Vandaag heeft Gerard een vervolg op zijn onderzoek gepubliceerd: Een nieuwe uitgever die het kind en de leraar w‚l centraal wil stellen.

2 opmerkingen:

  1. Toevallig las ik net een stukje van Jan van Miert over een onderwerp dat hier nauw bij aansluit nml de meerwaarde van digitale werkboeken. Mogelijk nuttig om hier een linkje naar te geven: http://bit.ly/sF5iWO

    BeantwoordenVerwijderen
  2. Leuk om te lezen dat jullie voor Discussie Dinsdag mijn blogpost hebben genomen als uitgangspunt. Even een reactie op wat ik hierboven lees.

    Ik lees: "De werkelijkheid is weerbarstig, want schoolboeken bieden leerlingen én leerkrachten veel structuur. Als leerkrachten die houding hebben, maken ze het zichzelf lastig om de gebaande paden te verlaten en andere middelen in te zetten."

    Klopt dat schoolboeken dit doen. Maar de digitale varianten die ik voor ogen heb, kunnen dit natuurlijk ook bieden. Sterker nog: de binding met leerlingvolgsystemen wordt er theoretisch gezien eenvoudiger op en dat biedt de leraar veel handvatten en structuur.
    Bedenk ook wat voor gebaande paden je verlaat: die van het niet in kunnen spelen op de individuele onderwijsbehoeften van leerlingen. Een pad dat ik graag verlaat.

    Ik lees ook:
    "We moeten niet alléén gebruik gaan maken van digitale media. Doseren is heel belangrijk. Er zijn immers ook leerlingen die bepaald geen affiniteit hebben met de computer."

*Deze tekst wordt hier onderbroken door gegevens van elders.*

//! Double-epoch generation tracking.
//!
//! A single atomic generation counter partitions every two-sided structure
//! (checkpoint buffer maps, constant-pool tables) into a *current* side that
//! writers touch and a *previous* side that a rotation drains. The counter
//! shifts only between [`EpochState::begin_shift`] / [`EpochState::end_shift`],
//! which the embedder calls at a global safepoint.
//!
//! Generation 0 is reserved as "never tagged": entries stamp the generation
//! they were serialized under, and comparison against the live generation
//! replaces any reset sweep. On overflow the counter wraps back to 1.

use std::sync::atomic::{AtomicBool, AtomicU16, Ordering};

pub const NEVER_TAGGED: u16 = 0;

#[derive(Debug)]
pub struct EpochState {
    generation: AtomicU16,
    shifting: AtomicBool,
}

impl Default for EpochState {
    fn default() -> Self {
        Self::new()
    }
}

impl EpochState {
    pub fn new() -> Self {
        Self {
            generation: AtomicU16::new(1),
            shifting: AtomicBool::new(false),
        }
    }

    /// Current generation tag. Never returns [`NEVER_TAGGED`].
    #[inline]
    pub fn generation(&self) -> u16 {
        self.generation.load(Ordering::Acquire)
    }

    /// Index (0 or 1) of the side writers should use.
    #[inline]
    pub fn current_index(&self) -> usize {
        (self.generation() & 1) as usize
    }

    /// Index of the side a rotation drains.
    #[inline]
    pub fn previous_index(&self) -> usize {
        self.current_index() ^ 1
    }

    /// Flip the epoch. Must only run between safepoint begin/end; concurrent
    /// shifts are a protocol violation.
    pub fn begin_shift(&self) {
        let was = self.shifting.swap(true, Ordering::AcqRel);
        debug_assert!(!was, "nested epoch shift");
        let next = match self.generation().wrapping_add(1) {
            NEVER_TAGGED => 1,
            g => g,
        };
        self.generation.store(next, Ordering::Release);
    }

    pub fn end_shift(&self) {
        let was = self.shifting.swap(false, Ordering::AcqRel);
        debug_assert!(was, "end_shift without begin_shift");
    }

    #[inline]
    pub fn is_shifting(&self) -> bool {
        self.shifting.load(Ordering::Acquire)
    }
}

/// Two physical instances of a structure, resolved off the shared epoch bit.
///
/// Keeps the "pick side by generation" logic in one place instead of at every
/// call site.
#[derive(Debug, Default)]
pub struct EpochPair<T> {
    sides: [T; 2],
}

impl<T> EpochPair<T> {
    pub fn new(a: T, b: T) -> Self {
        Self { sides: [a, b] }
    }

    pub fn with(mut init: impl FnMut() -> T) -> Self {
        Self {
            sides: [init(), init()],
        }
    }

    #[inline]
    pub fn current(&self, epoch: &EpochState) -> &T {
        &self.sides[epoch.current_index()]
    }

    #[inline]
    pub fn previous(&self, epoch: &EpochState) -> &T {
        &self.sides[epoch.previous_index()]
    }

    #[inline]
    pub fn side(&self, index: usize) -> &T {
        &self.sides[index]
    }

    pub fn both(&self) -> &[T; 2] {
        &self.sides
    }
}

    Alleen gebuik maken van digitale media is natuurlijk niet de bedoeling. De kracht van elk medium gebruiken is wel de bedoeling. Denk hierbij aan het verhaal van een expert, de natuurwandeling in de buurt. Maar ook augmented reality, animaties en video.

    Affiniteit hebben met de computer is niet het uitgangspunt. Wel: hoe help ik deze leerling verder. Welke middelen kan ik daarvoor inzetten. Professionaliteit van de leraar moet hier in sturend zijn.

    Verder:

    "Het is wel belangrijk dat de digitale leermiddelen interactief worden ingezet."

    Interactiviteit is niet het doel. Maar ook een middel om iets te bereiken. Namelijk de vraag: hoe laat ik dit kind het beste leren.